*** Data shown Section Begins ***
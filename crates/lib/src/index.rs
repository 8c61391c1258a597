//! In-process ID → root hints for the locator.
//!
//! The index is only ever a hint: every lookup through it is verified by
//! walking the fetched root, and a stale entry falls back to the scan. It is
//! maintained by the facade after each successful mutation and by the
//! locator after each successful scan.

use std::collections::HashMap;

use tokio::sync::RwLock;

use crate::{ID, document::RootDoc};

#[derive(Debug, Default)]
pub struct NodeIndex {
    roots: RwLock<HashMap<ID, ID>>,
}

impl NodeIndex {
    pub fn new() -> Self {
        Self::default()
    }

    /// The root last known to contain `node_id`.
    pub async fn hint(&self, node_id: &ID) -> Option<ID> {
        self.roots.read().await.get(node_id).cloned()
    }

    pub async fn record(&self, node_id: ID, root_id: ID) {
        self.roots.write().await.insert(node_id, root_id);
    }

    /// Records every node materialized in `root`.
    pub async fn record_root(&self, root: &RootDoc) {
        let mut roots = self.roots.write().await;
        for (node_id, _) in root.node_ids() {
            roots.insert(node_id, root.id.clone());
        }
    }

    pub async fn forget<I>(&self, node_ids: I)
    where
        I: IntoIterator<Item = ID>,
    {
        let mut roots = self.roots.write().await;
        for node_id in node_ids {
            roots.remove(&node_id);
        }
    }

    /// Drops every entry pointing at `root_id`.
    pub async fn forget_root(&self, root_id: &ID) {
        self.roots.write().await.retain(|_, root| root != root_id);
    }

    pub async fn len(&self) -> usize {
        self.roots.read().await.len()
    }

    pub async fn is_empty(&self) -> bool {
        self.len().await == 0
    }
}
*** Data shown Section Ends ***
= Your assignment =
Starting from the first line of the records above, retype each line exactly up to and including the one that contains "pub fn new()", and nothing more.

= Result for this exercise =
filename crates/lib/src/index.rs
repository 8c61391c1258a597
//! In-process ID → root hints for the locator.
//!
//! The index is only ever a hint: every lookup through it is verified by
//! walking the fetched root, and a stale entry falls back to the scan. It is
//! maintained by the facade after each successful mutation and by the
//! locator after each successful scan.

use std::collections::HashMap;

use tokio::sync::RwLock;

use crate::{ID, document::RootDoc};

#[derive(Debug, Default)]
pub struct NodeIndex {
    roots: RwLock<HashMap<ID, ID>>,
}

impl NodeIndex {
    pub fn new() -> Self {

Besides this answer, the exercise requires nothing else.